The process of unloading the material from trucks at Incirlik airbase is long and labour-intensive. Each tent weighs 61 kg, and requires two soldiers to lift it to the ground. Ironically, the tents were originally manufactured in Pakistan, where UNHCR does much of its global tent procurement. The bales of blankets are also heavy, weighing 45 kg.

Unloading take place at the 'cargo deployment yard' next to the runway. Depending on the time of a convoy's arrival, and the number of the trucks involved, it may begin in daylight and continue until 4:00 or 5:00 a.m. the next morning. If there are no trucks to be unloaded, US Air Force personnel (who are deployed at the base in accordance with Turkish-US bilateral arrangements) prepare the area for the next convoy.

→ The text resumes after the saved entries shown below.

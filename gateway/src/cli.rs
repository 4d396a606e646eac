use clap::Parser;
use tracing::Level;

#[derive(Parser)]
#[command(version)]
pub struct CliOpts {
	/// Path to the yaml configuration file
	#[arg(short, long, value_name = "FILE")]
	pub config: Option<String>,
	/// Websocket server port
	#[arg(short, long)]
	pub port: Option<u16>,
	/// Websocket server host
	#[arg(long)]
	pub host: Option<String>,
	/// Upstream node websocket endpoint, can be repeated (overrides configured endpoints)
	#[arg(short, long = "upstream", value_name = "URL")]
	pub upstreams: Vec<String>,
	/// Run a clean gateway, deleting existing db_path folder
	#[arg(long)]
	pub clean: bool,
	/// Path to the db_path, where RocksDB stores its data
	#[arg(long)]
	pub db_path: Option<String>,
	/// Log level
	#[arg(long)]
	pub verbosity: Option<Level>,
	/// Set logs format to JSON
	#[arg(long)]
	pub logs_json: bool,
}
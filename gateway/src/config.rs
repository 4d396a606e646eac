use color_eyre::{
	eyre::{eyre, WrapErr},
	Result,
};
use hyperws_core::{
	api::configuration::APIConfig, cache::CacheConfig, network::rpc::configuration::RPCConfig,
	types::tracing_level_format,
};
use serde::{Deserialize, Serialize};
use std::fs;
use tracing::Level;

use crate::cli::CliOpts;

/// Representation of a configuration used by this project.
#[derive(Serialize, Deserialize, Clone, Debug)]
#[serde(default)]
pub struct RuntimeConfig {
	#[serde(flatten)]
	pub api: APIConfig,
	#[serde(flatten)]
	pub rpc: RPCConfig,
	#[serde(flatten)]
	pub cache: CacheConfig,
	/// File system path where RocksDB used by the gateway stores its data.
	pub db_path: String,
	/// Log level, default is `INFO`. See `<https://docs.rs/log/0.4.14/log/enum.LevelFilter.html>` for possible log level values. (default: `INFO`).
	#[serde(with = "tracing_level_format")]
	pub log_level: Level,
	/// If set to true, logs are displayed in JSON format, which is used for structured logging. Otherwise, plain text format is used (default: false).
	pub log_format_json: bool,
}

impl Default for RuntimeConfig {
	fn default() -> Self {
		RuntimeConfig {
			api: Default::default(),
			rpc: Default::default(),
			cache: Default::default(),
			db_path: "hyperws_db".to_owned(),
			log_level: Level::INFO,
			log_format_json: false,
		}
	}
}

pub fn load_runtime_config(opts: &CliOpts) -> Result<RuntimeConfig> {
	let cfg = if let Some(config_path) = &opts.config {
		fs::metadata(config_path).map_err(|_| eyre!("Provided config file doesn't exist."))?;
		confy::load_path(config_path)
			.wrap_err(format!("Failed to load configuration from {}", config_path))?
	} else {
		RuntimeConfig::default()
	};

	apply_overrides(cfg, opts)
}

fn apply_overrides(mut cfg: RuntimeConfig, opts: &CliOpts) -> Result<RuntimeConfig> {
	cfg.log_format_json = opts.logs_json || cfg.log_format_json;
	cfg.log_level = opts.verbosity.unwrap_or(cfg.log_level);

	// Flags override the config parameters
	if let Some(port) = opts.port {
		cfg.api.ws_server_port = port;
	}
	if let Some(host) = &opts.host {
		cfg.api.ws_server_host = host.to_string();
	}
	if !opts.upstreams.is_empty() {
		cfg.rpc.full_node_ws = opts.upstreams.clone();
	}
	if let Some(db_path) = &opts.db_path {
		cfg.db_path = db_path.to_string();
	}

	cfg.api.socket_addr()?;
	if cfg.rpc.full_node_ws.is_empty() {
		return Err(eyre!("At least one upstream node endpoint must be configured"));
	}
	if cfg.cache.cache_ttl.is_zero() {
		return Err(eyre!("Cache TTL must be greater than zero"));
	}
	if cfg.cache.pruning_interval.is_zero() {
		return Err(eyre!("Pruning interval must be greater than zero"));
	}
	if cfg.rpc.send_queue_size == 0 {
		return Err(eyre!("Send queue size must be greater than zero"));
	}

	Ok(cfg)
}

#[cfg(test)]
mod tests {
	use super::*;
	use clap::Parser;
	use hyperws_core::network::rpc::configuration::{FALLBACK_WS_ENDPOINT, PRIMARY_WS_ENDPOINT};
	use std::time::Duration;
	use test_case::test_case;

	fn load(args: &[&str]) -> Result<RuntimeConfig> {
		let opts = CliOpts::try_parse_from(std::iter::once("hyperws").chain(args.iter().copied()))?;
		apply_overrides(RuntimeConfig::default(), &opts)
	}

	#[test]
	fn defaults() {
		let cfg = load(&[]).unwrap();
		assert_eq!(cfg.api.ws_server_host, "127.0.0.1");
		assert_eq!(cfg.api.ws_server_port, 3000);
		assert_eq!(cfg.api.max_payload_size, 1024 * 1024);
		assert_eq!(cfg.cache.cache_ttl.as_secs(), 20);
		assert_eq!(cfg.rpc.full_node_ws, [PRIMARY_WS_ENDPOINT, FALLBACK_WS_ENDPOINT]);
		assert_eq!(cfg.log_level, Level::INFO);
		assert!(!cfg.log_format_json);
	}

	#[test_case(&["--port", "4000"], "127.0.0.1", 4000 ; "Port")]
	#[test_case(&["--host", "0.0.0.0"], "0.0.0.0", 3000 ; "Host")]
	#[test_case(&["-p", "4001", "--host", "::1"], "::1", 4001 ; "Host and port")]
	fn server_overrides(args: &[&str], host: &str, port: u16) {
		let cfg = load(args).unwrap();
		assert_eq!(cfg.api.ws_server_host, host);
		assert_eq!(cfg.api.ws_server_port, port);
	}

	#[test]
	fn upstreams_replace_configured_endpoints() {
		let cfg = load(&["--upstream", "ws://a:9944", "-u", "ws://b:9944"]).unwrap();
		assert_eq!(cfg.rpc.full_node_ws, ["ws://a:9944", "ws://b:9944"]);
	}

	#[test]
	fn logging_overrides() {
		let cfg = load(&["--verbosity", "debug", "--logs-json"]).unwrap();
		assert_eq!(cfg.log_level, Level::DEBUG);
		assert!(cfg.log_format_json);
	}

	#[test_case(|cfg: &mut RuntimeConfig| cfg.rpc.full_node_ws.clear() ; "No upstreams")]
	#[test_case(|cfg: &mut RuntimeConfig| cfg.cache.cache_ttl = Duration::ZERO ; "Zero cache TTL")]
	#[test_case(|cfg: &mut RuntimeConfig| cfg.cache.pruning_interval = Duration::ZERO ; "Zero pruning interval")]
	#[test_case(|cfg: &mut RuntimeConfig| cfg.rpc.send_queue_size = 0 ; "Zero send queue size")]
	#[test_case(|cfg: &mut RuntimeConfig| cfg.api.ws_server_host = "localhost".into() ; "Host name")]
	fn invalid_config_is_rejected(invalidate: fn(&mut RuntimeConfig)) {
		let mut cfg = RuntimeConfig::default();
		invalidate(&mut cfg);
		let opts = CliOpts::try_parse_from(["hyperws"]).unwrap();
		assert!(apply_overrides(cfg, &opts).is_err());
	}

	#[test]
	fn flat_yaml_keys() {
		let cfg: RuntimeConfig = serde_json::from_value(serde_json::json!({
			"ws_server_port": 8080,
			"cache_ttl": 5,
			"full_node_ws": ["ws://localhost:9944"],
			"log_level": "warn",
		}))
		.unwrap();
		assert_eq!(cfg.api.ws_server_port, 8080);
		assert_eq!(cfg.cache.cache_ttl.as_secs(), 5);
		assert_eq!(cfg.rpc.full_node_ws, ["ws://localhost:9944"]);
		assert_eq!(cfg.log_level, Level::WARN);
		assert_eq!(cfg.db_path, "hyperws_db");
	}
}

They lay down on the ground some thick 2-metre poles which then have metal pallets placed on top of them by forklifts. When the trucks arrive at the base, they park next to these pallets, and some Turkish and American soldiers leap up into the containers and start to push out bails of tents, blankets and stoves. Other Turkish and American military personnel then lift these items up from the ground and place them on the pre-positioned pallets. When the pallets are full, the forklifts come back and move them to another corner of the yard where they're covered with plastic sheets and then nets to keep the plastic in place. They then wit to be loaded on a plane.

The American troops at the base are trained for this type of operation. "But practicing it is very different from the training," said Master Sergeant Olivia Lacour, Chief of Flight Traffic Management. "In training, you move the papers, you simulate.... In reality, you move the real things. My crew know well that if we move slowly, there would be delays in the departure of aircraft. This means that people could not get blankets, tents and other stuff that they need desperately."

The American soldiers, like their Turkish colleagues, are working 14-hour shifts on average. They wake up very early in the morning, work hard in the sunshine, and continue, almost non-stop, until early next morning by which time the temperature has plummeted again. They do everything. They pull up the tents, drive forklifts, lay down the nets, put on the plastic covers. "My crew gets very tired, but they understand that it is a very important task to save lives, and are proud of what they do," Master Sergeant Lacour said.

Captain John Almeida agreed with the Master Sergeant. "Our people work harder when they realise that the items go to the victims," he said, "and it is nice to see that there is a great mood of cooperation. The British aircrew, for example, come to help us with the packing during their very limited rest time. People in different parts of the world send us e-mails to ask how they could help us."

The last step of the operation at Incirlik starts with the loading of the aircraft of one or more of the six contributing nations. By the afternoon of 25 October, a total of 24 C-130 cargo flights had been loaded and flown from Incirlik, and a recently arrived U.S.-chartered Boeing 747 was being loaded. The flight takes around eight hours not including refuelling time in Baku or Dubai. Despite the long flight, the crews of the Greek, French, British, Italian, and Turkish airforce planes were enthusiastically approaching UNHCR staff present at the airbase to get giant UNHCR logos to stick on the sides of their aircraft.

Night-time loading takes some time under the floodlights. And then as the crews prepare to take off in their NATO C-130s, all the military, civilian and UN actors of the operation wish them a safe flight and ask them to pass on their sympathy to the victims of the earthquake in Pakistan. Then, and only, can Erdogan go to bed and get a few hours sleep, before his next shift begins again.